═══ Records ═══
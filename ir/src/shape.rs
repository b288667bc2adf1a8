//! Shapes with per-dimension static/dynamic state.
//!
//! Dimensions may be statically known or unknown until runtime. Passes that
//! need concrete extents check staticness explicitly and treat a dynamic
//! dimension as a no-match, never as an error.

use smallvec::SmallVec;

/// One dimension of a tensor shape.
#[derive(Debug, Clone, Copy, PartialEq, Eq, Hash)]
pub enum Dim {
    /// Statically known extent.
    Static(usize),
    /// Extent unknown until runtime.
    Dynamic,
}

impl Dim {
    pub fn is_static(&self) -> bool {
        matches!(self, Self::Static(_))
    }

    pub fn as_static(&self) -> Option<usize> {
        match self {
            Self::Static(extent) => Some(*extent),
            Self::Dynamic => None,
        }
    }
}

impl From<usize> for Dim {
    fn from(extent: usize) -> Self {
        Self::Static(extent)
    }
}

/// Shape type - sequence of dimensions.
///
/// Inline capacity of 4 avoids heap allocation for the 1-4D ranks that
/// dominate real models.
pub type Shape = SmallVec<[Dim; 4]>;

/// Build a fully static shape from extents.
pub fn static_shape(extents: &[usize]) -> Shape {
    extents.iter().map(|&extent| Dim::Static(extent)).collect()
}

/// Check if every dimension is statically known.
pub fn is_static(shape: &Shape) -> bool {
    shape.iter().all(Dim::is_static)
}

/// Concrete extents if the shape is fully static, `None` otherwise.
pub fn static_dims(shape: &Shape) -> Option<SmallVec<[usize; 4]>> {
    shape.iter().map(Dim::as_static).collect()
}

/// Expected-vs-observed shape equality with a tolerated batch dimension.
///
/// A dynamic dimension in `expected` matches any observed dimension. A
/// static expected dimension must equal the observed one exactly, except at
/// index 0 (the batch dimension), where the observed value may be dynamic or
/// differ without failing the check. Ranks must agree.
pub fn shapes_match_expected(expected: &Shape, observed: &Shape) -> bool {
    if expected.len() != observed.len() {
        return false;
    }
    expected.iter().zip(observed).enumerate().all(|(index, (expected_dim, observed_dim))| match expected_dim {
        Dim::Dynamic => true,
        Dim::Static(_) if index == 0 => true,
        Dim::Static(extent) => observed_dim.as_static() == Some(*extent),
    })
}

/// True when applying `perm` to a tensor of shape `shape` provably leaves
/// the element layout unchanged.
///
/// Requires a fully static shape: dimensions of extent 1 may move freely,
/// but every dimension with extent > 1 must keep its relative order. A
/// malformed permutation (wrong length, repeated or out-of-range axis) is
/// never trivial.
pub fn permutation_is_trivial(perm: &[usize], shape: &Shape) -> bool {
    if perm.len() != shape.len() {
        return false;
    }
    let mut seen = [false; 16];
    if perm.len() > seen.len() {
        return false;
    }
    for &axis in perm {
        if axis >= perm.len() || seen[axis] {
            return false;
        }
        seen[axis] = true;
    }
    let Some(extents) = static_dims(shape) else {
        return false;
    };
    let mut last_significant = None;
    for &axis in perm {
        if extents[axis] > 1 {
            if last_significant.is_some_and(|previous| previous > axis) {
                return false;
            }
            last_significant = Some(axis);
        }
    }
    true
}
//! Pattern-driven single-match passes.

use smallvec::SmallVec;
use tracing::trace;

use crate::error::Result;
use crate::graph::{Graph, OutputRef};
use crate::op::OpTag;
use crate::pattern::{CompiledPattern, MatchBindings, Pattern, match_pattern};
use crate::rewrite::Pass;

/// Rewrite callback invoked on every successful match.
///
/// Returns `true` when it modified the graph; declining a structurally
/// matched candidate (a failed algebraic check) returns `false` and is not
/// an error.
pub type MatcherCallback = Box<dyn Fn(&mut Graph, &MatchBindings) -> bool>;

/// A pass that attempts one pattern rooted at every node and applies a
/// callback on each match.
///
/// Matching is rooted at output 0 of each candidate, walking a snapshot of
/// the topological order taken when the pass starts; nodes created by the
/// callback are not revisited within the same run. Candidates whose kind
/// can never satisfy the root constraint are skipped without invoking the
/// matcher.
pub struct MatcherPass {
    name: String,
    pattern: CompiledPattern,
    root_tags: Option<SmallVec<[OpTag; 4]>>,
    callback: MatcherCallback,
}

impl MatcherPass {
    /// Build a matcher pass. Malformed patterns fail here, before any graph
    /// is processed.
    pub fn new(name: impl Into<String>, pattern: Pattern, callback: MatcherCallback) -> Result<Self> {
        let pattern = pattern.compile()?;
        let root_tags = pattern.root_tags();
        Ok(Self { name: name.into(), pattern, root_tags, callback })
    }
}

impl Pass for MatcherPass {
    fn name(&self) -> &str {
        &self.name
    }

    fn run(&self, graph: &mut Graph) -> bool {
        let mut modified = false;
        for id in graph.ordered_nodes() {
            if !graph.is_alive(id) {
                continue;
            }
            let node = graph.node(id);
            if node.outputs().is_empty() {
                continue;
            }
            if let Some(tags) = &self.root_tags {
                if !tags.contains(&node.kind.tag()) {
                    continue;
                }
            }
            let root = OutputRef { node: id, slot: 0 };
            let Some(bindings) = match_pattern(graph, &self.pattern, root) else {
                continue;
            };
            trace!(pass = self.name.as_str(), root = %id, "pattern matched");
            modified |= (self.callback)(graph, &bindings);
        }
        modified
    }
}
═══
═══ Records ═══
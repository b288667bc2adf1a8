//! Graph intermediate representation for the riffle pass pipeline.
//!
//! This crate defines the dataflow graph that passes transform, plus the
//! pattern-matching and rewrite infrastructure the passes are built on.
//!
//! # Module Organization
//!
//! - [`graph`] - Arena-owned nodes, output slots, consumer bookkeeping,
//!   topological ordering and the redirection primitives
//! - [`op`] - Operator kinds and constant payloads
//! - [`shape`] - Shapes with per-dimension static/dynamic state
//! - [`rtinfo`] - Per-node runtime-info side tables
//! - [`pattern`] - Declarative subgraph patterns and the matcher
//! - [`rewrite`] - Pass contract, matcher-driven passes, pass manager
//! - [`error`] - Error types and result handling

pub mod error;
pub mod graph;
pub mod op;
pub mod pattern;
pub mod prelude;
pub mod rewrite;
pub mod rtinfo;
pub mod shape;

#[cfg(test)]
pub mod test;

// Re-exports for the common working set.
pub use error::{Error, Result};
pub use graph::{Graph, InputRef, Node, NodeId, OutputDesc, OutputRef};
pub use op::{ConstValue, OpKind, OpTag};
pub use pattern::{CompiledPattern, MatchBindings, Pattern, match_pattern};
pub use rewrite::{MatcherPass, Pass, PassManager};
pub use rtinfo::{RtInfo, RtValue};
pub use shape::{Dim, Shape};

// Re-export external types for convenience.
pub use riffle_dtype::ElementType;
═══
═══ Records ═══
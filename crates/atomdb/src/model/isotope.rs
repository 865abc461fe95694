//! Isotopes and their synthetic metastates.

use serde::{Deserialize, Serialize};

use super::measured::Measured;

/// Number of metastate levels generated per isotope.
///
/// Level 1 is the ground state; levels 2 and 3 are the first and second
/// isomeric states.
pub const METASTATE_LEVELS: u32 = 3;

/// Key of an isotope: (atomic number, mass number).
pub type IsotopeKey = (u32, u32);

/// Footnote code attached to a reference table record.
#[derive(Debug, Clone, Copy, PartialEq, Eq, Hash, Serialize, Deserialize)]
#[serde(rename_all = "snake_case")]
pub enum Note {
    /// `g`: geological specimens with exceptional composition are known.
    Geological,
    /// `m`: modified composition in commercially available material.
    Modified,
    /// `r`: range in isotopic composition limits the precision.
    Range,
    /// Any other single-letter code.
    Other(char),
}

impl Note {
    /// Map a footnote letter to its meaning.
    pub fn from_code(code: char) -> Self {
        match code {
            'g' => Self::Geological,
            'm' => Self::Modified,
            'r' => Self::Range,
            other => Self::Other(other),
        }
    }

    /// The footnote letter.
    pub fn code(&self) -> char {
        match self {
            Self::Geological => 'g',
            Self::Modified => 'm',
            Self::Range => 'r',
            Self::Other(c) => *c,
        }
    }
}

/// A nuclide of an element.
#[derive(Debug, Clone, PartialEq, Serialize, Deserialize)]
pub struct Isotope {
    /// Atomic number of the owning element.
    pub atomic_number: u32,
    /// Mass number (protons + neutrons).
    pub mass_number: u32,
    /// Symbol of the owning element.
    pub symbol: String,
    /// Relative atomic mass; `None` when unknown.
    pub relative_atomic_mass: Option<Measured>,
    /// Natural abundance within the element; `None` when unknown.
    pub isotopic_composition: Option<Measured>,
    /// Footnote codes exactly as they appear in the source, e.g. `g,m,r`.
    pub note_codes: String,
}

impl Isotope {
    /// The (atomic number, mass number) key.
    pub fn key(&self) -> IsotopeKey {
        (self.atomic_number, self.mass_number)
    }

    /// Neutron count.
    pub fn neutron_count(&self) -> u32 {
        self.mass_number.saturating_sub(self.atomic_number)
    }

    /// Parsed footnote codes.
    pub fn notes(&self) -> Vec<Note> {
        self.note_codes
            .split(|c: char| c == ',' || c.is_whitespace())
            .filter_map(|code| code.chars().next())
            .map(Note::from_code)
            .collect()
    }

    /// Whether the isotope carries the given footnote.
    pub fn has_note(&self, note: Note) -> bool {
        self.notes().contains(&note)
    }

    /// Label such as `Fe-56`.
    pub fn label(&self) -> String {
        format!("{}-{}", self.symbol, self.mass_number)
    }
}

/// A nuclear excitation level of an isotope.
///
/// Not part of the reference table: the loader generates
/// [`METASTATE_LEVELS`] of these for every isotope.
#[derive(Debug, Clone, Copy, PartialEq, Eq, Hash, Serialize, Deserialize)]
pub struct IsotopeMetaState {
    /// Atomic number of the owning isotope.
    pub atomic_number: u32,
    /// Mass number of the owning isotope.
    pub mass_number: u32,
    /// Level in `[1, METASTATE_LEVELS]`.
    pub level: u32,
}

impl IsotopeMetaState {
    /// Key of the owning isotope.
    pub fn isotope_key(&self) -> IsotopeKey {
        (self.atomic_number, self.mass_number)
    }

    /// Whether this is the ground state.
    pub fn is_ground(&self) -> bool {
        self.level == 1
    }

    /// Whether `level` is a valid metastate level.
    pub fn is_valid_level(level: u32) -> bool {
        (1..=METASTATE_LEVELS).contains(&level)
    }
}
═══
→ Problem: A single number is needed: how many lines of the material contain the word "bool".

→ Solution to this task: 9